Forvis Mazars UK CEO: We Have What Others Are Trying to Buy

Forvis Mazars UK CEO: We Have What Others Are Trying to Buy

City A.M. — Economics
City A.M. — EconomicsMay 6, 2026

Why It Matters

The integrated model shows a scalable route to global growth without costly acquisitions, setting a benchmark for firms facing private‑equity pressure and AI adoption. It highlights a market shift toward long‑term partnership structures in accounting and consultancy.

Key Takeaways

  • Forvis Mazars built global integration from scratch, not via acquisition
  • Integrated structure lets firm pool capital worldwide for AI projects
  • CEO warns AI rollout must not compromise service quality
  • Geopolitics, not AI, seen as primary growth pressure driver
  • Firm emphasizes hiring tech, data, and relationship‑building skills

Pulse Analysis

The professional‑services landscape is increasingly dominated by firms that pursue growth through mergers and private‑equity backing. Forvis Mazars stands out by having engineered a truly integrated global partnership from the ground up, linking more than 100 offices across continents. This approach sidesteps the costly, time‑consuming process of stitching together disparate entities, allowing the firm to leverage a unified brand, shared resources, and a single governance framework—advantages that competitors are now scrambling to replicate.

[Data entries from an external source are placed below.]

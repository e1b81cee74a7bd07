//! Fixed-period timer

use crate::cancel::CancellationToken;

/// Repeating timer driven by explicit time
///
/// Missed periods collapse into a single fire.
#[derive(Debug, Clone)]
pub struct IntervalTimer {
    period_ms: u64,
    next_due: Option<u64>,
    token: CancellationToken,
}

impl IntervalTimer {
    pub fn new(period_ms: u64) -> Self {
        Self {
            period_ms: period_ms.max(1),
            next_due: None,
            token: CancellationToken::new(),
        }
    }

    pub fn start(&mut self, now: u64, token: CancellationToken) {
        self.token = token;
        self.next_due = Some(now.saturating_add(self.period_ms));
    }

    pub fn stop(&mut self) {
        self.next_due = None;
    }

    pub fn is_running(&self) -> bool {
        self.next_due.is_some() && !self.token.is_cancelled()
    }

    pub fn poll(&mut self, now: u64) -> bool {
        if self.token.is_cancelled() {
            self.next_due = None;
            return false;
        }
        let Some(due) = self.next_due else {
            return false;
        };
        if now < due {
            return false;
        }

        let missed = (now - due) / self.period_ms;
        self.next_due = Some(due + (missed + 1) * self.period_ms);
        true
    }
}
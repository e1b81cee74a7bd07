//! PDF Annotator Core Library
//!
//! Data model and pure positioning stages for PDF highlight annotations and
//! their comments: selection to normalized boxes, box to pixel mapping,
//! comment clustering, sidebar layout, connector geometry and presence.

pub mod annotation;
pub mod cluster;
pub mod comment;
pub mod config;
pub mod connector;
pub mod error;
pub mod geometry;
pub mod layout;
pub mod mapping;
pub mod presence;
pub mod selection;
pub mod state;

pub use annotation::{Annotation, DEFAULT_HIGHLIGHT_COLOR};
pub use cluster::{
    cluster_comments, comment_anchor_y, Cluster, ClusterSummary, PositionedComment,
    CLUSTER_THRESHOLD_PX,
};
pub use comment::{
    Comment, CommentId, CommentPage, CommentPatch, CommentStore, CommentUser,
    InMemoryCommentStore, NewComment, PageCursor, UserId, Visibility,
};
pub use config::EngineConfig;
pub use connector::{
    build_connector_path, ConnectorPath, ConnectorSpec, ConnectorStyle, LineVisual, PathCommand,
};
pub use error::{ConfigError, StoreError};
pub use geometry::{
    merge_highlight_boxes, merge_normalized_boxes, BoundingBox, MergeOptions, Point, Rect,
};
pub use layout::{layout_clusters, ClusterHeights, LayoutItem, PlacedCluster};
pub use mapping::{
    highlight_anchor, map_annotation, map_box, HighlightAnchor, MappingInputs, PageFrame,
    PageFrames, PageGeometry, ViewerFrame,
};
pub use presence::{
    presence_color, ActiveUser, CursorBroadcaster, CursorMarker, CursorMessage, CursorUpdate,
    PresenceChannel, PresenceOverlay, UserCursor, ViewMode,
};
pub use selection::{
    calculate_bounding_boxes, draft_annotation, SelectionOptions, SelectionRange,
    TextLayerLocator,
};
pub use state::{ClusterVisual, CommentState, CommentStateStore, ElementId, HoverTarget};
//! Highlight rectangle layer
//!
//! Each comment owns one element per mapped box. The element ids are handed
//! back after every pass so per-comment state can point at them.

use crate::registry::{ElementSpec, OverlayError, OverlaySink, OwnedElementRegistry};
use pdf_annotator_core::{CommentId, ElementId, Rect};
use serde::Serialize;
use std::collections::BTreeMap;

/// Boxes to draw for one comment, in client pixels
#[derive(Debug, Clone, PartialEq, Serialize)]
#[serde(rename_all = "camelCase")]
pub struct HighlightSpec {
    pub comment_id: CommentId,
    pub rects: Vec<Rect>,
    pub color: String,
}

impl HighlightSpec {
    fn element(&self, rect: Rect) -> ElementSpec {
        ElementSpec::Highlight {
            comment_id: self.comment_id,
            rect,
            color: self.color.clone(),
        }
    }
}

#[derive(Debug, Default)]
pub struct HighlightLayer {
    elements: BTreeMap<CommentId, Vec<ElementId>>,
}

impl HighlightLayer {
    pub fn new() -> Self {
        Self::default()
    }

    /// Reconcile drawn highlights with `desired`
    ///
    /// Returns the element ids per comment after the pass.
    pub fn reconcile(
        &mut self,
        desired: &[HighlightSpec],
        registry: &mut OwnedElementRegistry,
        sink: &mut dyn OverlaySink,
    ) -> Result<BTreeMap<CommentId, Vec<ElementId>>, OverlayError> {
        let stale: Vec<CommentId> = self
            .elements
            .keys()
            .filter(|id| !desired.iter().any(|spec| spec.comment_id == **id))
            .copied()
            .collect();
        for id in stale {
            for element in self.elements.remove(&id).unwrap_or_default() {
                registry.remove(element, sink)?;
            }
        }

        for spec in desired {
            let existing = self.elements.remove(&spec.comment_id).unwrap_or_default();
            let mut kept = Vec::with_capacity(spec.rects.len());

            for (index, rect) in spec.rects.iter().enumerate() {
                match existing.get(index) {
                    Some(element) => {
                        registry.update(*element, spec.element(*rect), sink)?;
                        kept.push(*element);
                    }
                    None => kept.push(registry.create(spec.element(*rect), sink)),
                }
            }
            for extra in existing.iter().skip(spec.rects.len()) {
                registry.remove(*extra, sink)?;
            }

            self.elements.insert(spec.comment_id, kept);
        }

        Ok(self.elements.clone())
    }

    pub fn clear(
        &mut self,
        registry: &mut OwnedElementRegistry,
        sink: &mut dyn OverlaySink,
    ) -> Result<usize, OverlayError> {
        let mut count = 0;
        for (_, elements) in std::mem::take(&mut self.elements) {
            for element in elements {
                registry.remove(element, sink)?;
                count += 1;
            }
        }
        Ok(count)
    }

    pub fn elements_for(&self, id: CommentId) -> &[ElementId] {
        self.elements.get(&id).map(Vec::as_slice).unwrap_or(&[])
    }

    pub fn len(&self) -> usize {
        self.elements.len()
    }

    pub fn is_empty(&self) -> bool {
        self.elements.is_empty()
    }
}
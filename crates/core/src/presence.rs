//! Remote cursor presence
//!
//! Remote cursors arrive as normalized page coordinates and are drawn through
//! the same page-frame mapping as highlights. A cursor that has not moved for
//! longer than the TTL is hidden until the next update.

use crate::comment::UserId;
use crate::geometry::Point;
use crate::mapping::{denormalize_point, normalize_point, PageGeometry};
use crate::selection::TextLayerLocator;
use serde::{Deserialize, Serialize};
use std::collections::BTreeMap;

/// Cursor colors, indexed by user id
pub const PRESENCE_PALETTE: [&str; 8] = [
    "#e6194b", "#3cb44b", "#4363d8", "#f58231", "#911eb4", "#42d4f4", "#f032e6", "#469990",
];

pub const PRESENCE_TTL_MS: u64 = 200;
pub const CURSOR_THROTTLE_MS: u64 = 50;

pub fn presence_color(user_id: UserId) -> &'static str {
    PRESENCE_PALETTE[user_id.rem_euclid(PRESENCE_PALETTE.len() as i64) as usize]
}

#[derive(Debug, Clone, PartialEq, Serialize, Deserialize)]
#[serde(rename_all = "camelCase")]
pub struct UserCursor {
    pub user_id: UserId,
    pub username: String,
    pub x: f64,
    pub y: f64,
    pub page: u32,
    pub visible: bool,

    /// Local receive time (ms)
    pub last_update: u64,
}

/// Inbound cursor position from the presence channel
#[derive(Debug, Clone, PartialEq, Serialize, Deserialize)]
#[serde(rename_all = "camelCase")]
pub struct CursorUpdate {
    pub user_id: UserId,
    pub username: String,
    pub x: f64,
    pub y: f64,
    pub page: u32,
    pub visible: bool,
}

#[derive(Debug, Clone, PartialEq, Eq, Serialize, Deserialize)]
#[serde(rename_all = "camelCase")]
pub struct ActiveUser {
    pub user_id: UserId,
    pub username: String,
}

/// A remote cursor ready to draw
#[derive(Debug, Clone, PartialEq, Serialize)]
#[serde(rename_all = "camelCase")]
pub struct CursorMarker {
    pub user_id: UserId,
    pub username: String,
    pub color: &'static str,
    pub position: Point,
}

#[derive(Debug, Clone)]
pub struct PresenceOverlay {
    cursors: BTreeMap<UserId, UserCursor>,
    active_users: Vec<ActiveUser>,
    ttl_ms: u64,
}

impl Default for PresenceOverlay {
    fn default() -> Self {
        Self::new(PRESENCE_TTL_MS)
    }
}

impl PresenceOverlay {
    pub fn new(ttl_ms: u64) -> Self {
        Self {
            cursors: BTreeMap::new(),
            active_users: Vec::new(),
            ttl_ms,
        }
    }

    pub fn upsert(&mut self, update: CursorUpdate, now: u64) {
        let cursor = UserCursor {
            user_id: update.user_id,
            username: update.username,
            x: update.x.clamp(0.0, 1.0),
            y: update.y.clamp(0.0, 1.0),
            page: update.page,
            visible: update.visible,
            last_update: now,
        };
        self.cursors.insert(cursor.user_id, cursor);
    }

    /// Forget a user who left the document
    pub fn remove_user(&mut self, user_id: UserId) -> Option<UserCursor> {
        self.active_users.retain(|user| user.user_id != user_id);
        self.cursors.remove(&user_id)
    }

    /// Replace the active-user list; cursors of users who left are evicted
    pub fn set_active_users(&mut self, users: Vec<ActiveUser>) {
        self.cursors
            .retain(|user_id, _| users.iter().any(|user| user.user_id == *user_id));
        self.active_users = users;
    }

    pub fn active_users(&self) -> &[ActiveUser] {
        &self.active_users
    }

    pub fn cursor(&self, user_id: UserId) -> Option<&UserCursor> {
        self.cursors.get(&user_id)
    }

    pub fn len(&self) -> usize {
        self.cursors.len()
    }

    pub fn is_empty(&self) -> bool {
        self.cursors.is_empty()
    }

    /// Hide cursors older than the TTL; returns the users that were hidden
    pub fn sweep(&mut self, now: u64) -> Vec<UserId> {
        let mut hidden = Vec::new();
        for cursor in self.cursors.values_mut() {
            if cursor.visible && now.saturating_sub(cursor.last_update) > self.ttl_ms {
                cursor.visible = false;
                hidden.push(cursor.user_id);
            }
        }
        if !hidden.is_empty() {
            tracing::trace!(?hidden, "presence cursors expired");
        }
        hidden
    }

    /// Visible remote cursors mapped to client pixels
    pub fn markers(&self, geometry: &dyn PageGeometry, self_id: Option<UserId>) -> Vec<CursorMarker> {
        self.cursors
            .values()
            .filter(|cursor| cursor.visible && Some(cursor.user_id) != self_id)
            .filter_map(|cursor| {
                let position = denormalize_point(cursor.page, cursor.x, cursor.y, geometry)?;
                Some(CursorMarker {
                    user_id: cursor.user_id,
                    username: cursor.username.clone(),
                    color: presence_color(cursor.user_id),
                    position,
                })
            })
            .collect()
    }

    pub fn clear(&mut self) {
        self.cursors.clear();
        self.active_users.clear();
    }
}

/// Outbound cursor position
#[derive(Debug, Clone, Copy, PartialEq, Serialize, Deserialize)]
pub struct CursorMessage {
    pub x: f64,
    pub y: f64,
    pub page: u32,
    pub visible: bool,
}

/// Outbound side of the presence collaborator
pub trait PresenceChannel {
    fn send_mouse_position(&mut self, message: CursorMessage);
}

#[derive(Debug, Clone, Copy, PartialEq, Eq, Default, Serialize, Deserialize)]
#[serde(rename_all = "snake_case")]
pub enum ViewMode {
    #[default]
    Shared,
    /// Viewing a document others may not see; the cursor is never shared
    Restricted,
}

/// Throttled conversion of local pointer moves into cursor messages
#[derive(Debug, Clone)]
pub struct CursorBroadcaster {
    throttle_ms: u64,
    sharing: bool,
    view_mode: ViewMode,
    last_sent_at: Option<u64>,
    last_message: Option<CursorMessage>,
}

impl Default for CursorBroadcaster {
    fn default() -> Self {
        Self::new(CURSOR_THROTTLE_MS)
    }
}

impl CursorBroadcaster {
    pub fn new(throttle_ms: u64) -> Self {
        Self {
            throttle_ms,
            sharing: true,
            view_mode: ViewMode::Shared,
            last_sent_at: None,
            last_message: None,
        }
    }

    pub fn set_sharing(&mut self, sharing: bool) {
        self.sharing = sharing;
    }

    pub fn set_view_mode(&mut self, view_mode: ViewMode) {
        self.view_mode = view_mode;
    }

    fn enabled(&self) -> bool {
        self.sharing && self.view_mode != ViewMode::Restricted
    }

    /// Convert a local pointer position into a message, if one is due
    pub fn on_local_pointer(
        &mut self,
        point: Point,
        locator: &dyn TextLayerLocator,
        now: u64,
    ) -> Option<CursorMessage> {
        if !self.enabled() {
            return None;
        }

        let normalized = locator.text_layer_at(point).and_then(|page| {
            let layer = locator.text_layer_rect(page)?;
            let (x, y) = normalize_point(point, &layer)?;
            Some(CursorMessage {
                x,
                y,
                page,
                visible: true,
            })
        });

        let message = match normalized {
            Some(message) => {
                if let Some(sent_at) = self.last_sent_at {
                    if now.saturating_sub(sent_at) < self.throttle_ms {
                        return None;
                    }
                }
                message
            }
            // Off the pages: one hide message, then silence.
            None => {
                let last = self.last_message.filter(|m| m.visible)?;
                CursorMessage {
                    visible: false,
                    ..last
                }
            }
        };

        self.last_sent_at = Some(now);
        self.last_message = Some(message);
        Some(message)
    }

    /// Forward a pointer move to the channel
    pub fn broadcast(
        &mut self,
        point: Point,
        locator: &dyn TextLayerLocator,
        now: u64,
        channel: &mut dyn PresenceChannel,
    ) -> bool {
        match self.on_local_pointer(point, locator, now) {
            Some(message) => {
                channel.send_mouse_position(message);
                true
            }
            None => false,
        }
    }
}

#[cfg(test)]
mod tests {
    use super::*;
    use crate::mapping::PageFrames;

    fn frames() -> PageFrames {
        PageFrames::stacked(2, 0.0, 0.0, 500.0, 1000.0, 10.0)
    }

    fn update(user_id: UserId, x: f64, y: f64) -> CursorUpdate {
        CursorUpdate {
            user_id,
            username: format!("user{user_id}"),
            x,
            y,
            page: 1,
            visible: true,
        }
    }

    #[derive(Default)]
    struct RecordingChannel {
        sent: Vec<CursorMessage>,
    }

    impl PresenceChannel for RecordingChannel {
        fn send_mouse_position(&mut self, message: CursorMessage) {
            self.sent.push(message);
        }
    }

    #[test]
    fn test_ttl_hides_stale_cursor() {
        let mut overlay = PresenceOverlay::default();
        overlay.upsert(update(1, 0.5, 0.5), 1_000);

        assert!(overlay.sweep(1_050).is_empty());
        assert!(overlay.cursor(1).unwrap().visible);

        assert_eq!(overlay.sweep(1_201), vec![1]);
        assert!(!overlay.cursor(1).unwrap().visible);
    }

    #[test]
    fn test_exact_ttl_stays_visible() {
        let mut overlay = PresenceOverlay::default();
        overlay.upsert(update(1, 0.5, 0.5), 1_000);
        assert!(overlay.sweep(1_200).is_empty());
    }

    #[test]
    fn test_update_revives_cursor() {
        let mut overlay = PresenceOverlay::default();
        overlay.upsert(update(1, 0.5, 0.5), 0);
        overlay.sweep(500);
        overlay.upsert(update(1, 0.6, 0.5), 600);
        assert!(overlay.cursor(1).unwrap().visible);
    }

    #[test]
    fn test_markers_map_and_skip_self() {
        let mut overlay = PresenceOverlay::default();
        overlay.upsert(update(1, 0.5, 0.25), 0);
        overlay.upsert(update(2, 0.1, 0.1), 0);

        let markers = overlay.markers(&frames(), Some(2));
        assert_eq!(markers.len(), 1);
        assert_eq!(markers[0].position, Point::new(250.0, 250.0));
        assert_eq!(markers[0].color, presence_color(1));
    }

    #[test]
    fn test_markers_skip_unrendered_pages() {
        let mut overlay = PresenceOverlay::default();
        let mut cursor = update(1, 0.5, 0.5);
        cursor.page = 9;
        overlay.upsert(cursor, 0);
        assert!(overlay.markers(&frames(), None).is_empty());
    }

    #[test]
    fn test_remove_user_drops_cursor_and_listing() {
        let mut overlay = PresenceOverlay::default();
        overlay.set_active_users(vec![ActiveUser {
            user_id: 3,
            username: "user3".to_string(),
        }]);
        overlay.upsert(update(3, 0.5, 0.5), 0);

        assert_eq!(overlay.remove_user(3).map(|cursor| cursor.user_id), Some(3));
        assert!(overlay.cursor(3).is_none());
        assert!(overlay.active_users().is_empty());
        assert!(overlay.remove_user(3).is_none());
    }

    #[test]
    fn test_active_users_evict_departed() {
        let mut overlay = PresenceOverlay::default();
        overlay.upsert(update(1, 0.5, 0.5), 0);
        overlay.upsert(update(2, 0.5, 0.5), 0);
        overlay.set_active_users(vec![ActiveUser {
            user_id: 2,
            username: "user2".to_string(),
        }]);
        assert!(overlay.cursor(1).is_none());
        assert_eq!(overlay.len(), 1);
    }

    #[test]
    fn test_palette_wraps() {
        assert_eq!(presence_color(3), presence_color(11));
        assert_eq!(presence_color(-1), PRESENCE_PALETTE[7]);
    }

    #[test]
    fn test_broadcast_throttled() {
        let locator = frames();
        let mut broadcaster = CursorBroadcaster::default();
        let mut channel = RecordingChannel::default();

        assert!(broadcaster.broadcast(Point::new(100.0, 100.0), &locator, 0, &mut channel));
        assert!(!broadcaster.broadcast(Point::new(110.0, 100.0), &locator, 20, &mut channel));
        assert!(broadcaster.broadcast(Point::new(120.0, 100.0), &locator, 50, &mut channel));

        assert_eq!(channel.sent.len(), 2);
        assert_eq!(channel.sent[0].page, 1);
        assert!((channel.sent[1].x - 0.24).abs() < 1e-9);
    }

    #[test]
    fn test_leaving_pages_sends_one_hide() {
        let locator = frames();
        let mut broadcaster = CursorBroadcaster::default();

        broadcaster.on_local_pointer(Point::new(100.0, 100.0), &locator, 0).unwrap();
        let hide = broadcaster.on_local_pointer(Point::new(900.0, 100.0), &locator, 10).unwrap();
        assert!(!hide.visible);
        assert_eq!(hide.page, 1);
        assert!(broadcaster.on_local_pointer(Point::new(900.0, 120.0), &locator, 100).is_none());
    }

    #[test]
    fn test_restricted_view_never_shares() {
        let locator = frames();
        let mut broadcaster = CursorBroadcaster::default();
        broadcaster.set_view_mode(ViewMode::Restricted);
        assert!(broadcaster.on_local_pointer(Point::new(100.0, 100.0), &locator, 0).is_none());

        broadcaster.set_view_mode(ViewMode::Shared);
        broadcaster.set_sharing(false);
        assert!(broadcaster.on_local_pointer(Point::new(100.0, 100.0), &locator, 0).is_none());
    }
}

AI investment is a top priority, but Forvis Mazars treats it as a disciplined, capital‑intensive initiative rather than a hype‑driven sprint. By pooling profits and capital globally, the firm can fund sophisticated audit platforms and data‑analytics tools while imposing rigorous quality‑assurance checks to avoid the hallucination pitfalls seen elsewhere. This balanced strategy underscores the importance of governance in AI deployment, ensuring that technological advances enhance, rather than erode, client trust.

Talent strategy reflects the firm’s broader outlook. Gilbey emphasizes that future success hinges on a blend of technical expertise—such as data science and AI fluency—and soft skills like relationship building and communication. Coupled with concerns over geopolitics and macro‑economic volatility, this dual‑skill focus aims to close the leadership pipeline and safeguard long‑term stewardship. As private‑equity continues to eye the sector, Forvis Mazars’ partnership‑centric model may become a template for firms seeking sustainable growth without sacrificing quality or culture.